DoubleVerify sued Adalytics in May, alleging that statements in its report "falsely assert and imply that DoubleVerify’s services are ineffective and that DoubleVerify’s customers routinely pay for advertising impressions that are served to robotic agents ('bots'), referred to as invalid traffic ('IVT'), rather than to genuine human consumers."

DoubleVerify added that Analytics' statement regarding advertisers being billed for impressions served to bots "appears to be based on Adalytics’ willful blindness to post-serve detection and filtration."

Last month, Adalytics asked U.S. District Court Judge Theodore Chuang in Greenbelt, Maryland to dismiss DoubleVerify's complaint, arguing that even if DoubleVerify's allegations were proven true, they wouldn't establish its defamation or false advertising claims.

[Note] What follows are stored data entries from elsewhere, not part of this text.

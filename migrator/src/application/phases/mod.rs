// /////////////////////////////////////////////////////////////////////////////
// vSphere Migrator
// Copyright (c) 2025 Michael Gardner, A Bit of Help, Inc.
// SPDX-License-Identifier: BSD-3-Clause
// See LICENSE file in the project root.
// /////////////////////////////////////////////////////////////////////////////

//! The seventeen-phase catalogue. Each module implements
//! [`migrator_domain::Phase`] for one pipeline step; [`super::phase_catalogue`]
//! wires them into the dispatch table the reconciler consults.

mod backup;
mod cleanup;
mod create_folder;
mod create_tags;
mod create_workers;
mod csi;
mod delete_cpms;
mod disable_cvo;
mod migrate_csi_volumes;
mod monitor_health;
mod preflight;
mod recreate_cpms;
mod restart_pods;
mod scale_old_machines;
mod update_config;
mod update_infrastructure;
mod update_secrets;
mod verify;

pub use backup::BackupPhase;
pub use cleanup::CleanupPhase;
pub use create_folder::CreateFolderPhase;
pub use create_tags::CreateTagsPhase;
pub use create_workers::CreateWorkersPhase;
pub use delete_cpms::DeleteCpmsPhase;
pub use disable_cvo::{cvo_prior_replicas, DisableCvoPhase};
pub use migrate_csi_volumes::MigrateCsiVolumesPhase;
pub use monitor_health::MonitorHealthPhase;
pub use preflight::PreflightPhase;
pub use recreate_cpms::RecreateCpmsPhase;
pub use restart_pods::RestartPodsPhase;
pub use scale_old_machines::ScaleOldMachinesPhase;
pub use update_config::UpdateConfigPhase;
pub use update_infrastructure::UpdateInfrastructurePhase;
pub use update_secrets::UpdateSecretsPhase;
pub use verify::VerifyPhase;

"As the title indicates, the report focused only on 'pre-bid' (not 'post-bid') services offered by various ad-tech vendors," Adalytics wrote.

The analytics firm added that the report "does not assess the overall 'effectiveness' of any service or vendor," and "never states or implies that DoubleVerify customers were actually billed for specific ads that appear to have been served on bots."

DoubleVerify countered that Adalytics' report was "factually incorrect" because it omitted that DoubleVerify's systems "filter bot traffic downstream via 'post-serve' solutions, consistent with industry guidelines published by the Media Ratings Council."

Adalytics argues in its most recent motion that the conclusion section of the report "directly refutes" DoubleVerify's proposed implications.

"The conclusion section specifically acknowledges it is 'possible that brands were not charged for some of the ads served to bots' referenced in the report," DoubleVerify argues.

That quote apparently comes from the following full sentence near the end of Adalytics' report: "Whilst it is ostensibly possible that brands were not charged for some of the ads served to bots, analysis of data provided by advertisers in some cases suggests that the brands were in fact invoiced for ads served to bot traffic."

Adalytics also argues that its report an opinion, based on its analysis of "undisputed data," and therefore not defamatory.

"Courts routinely decline to referee the interpretation of technical or scientific data, holding that such disputes are fundamentally opinion based on disclosed facts," the company argues, adding that it was not required "to include every fact plaintiffs consider 'crucial,' such as post-serve offerings."

Adalytics has asked Chuang to schedule a hearing in the matter. The judge hasn't yet said whether he will do so.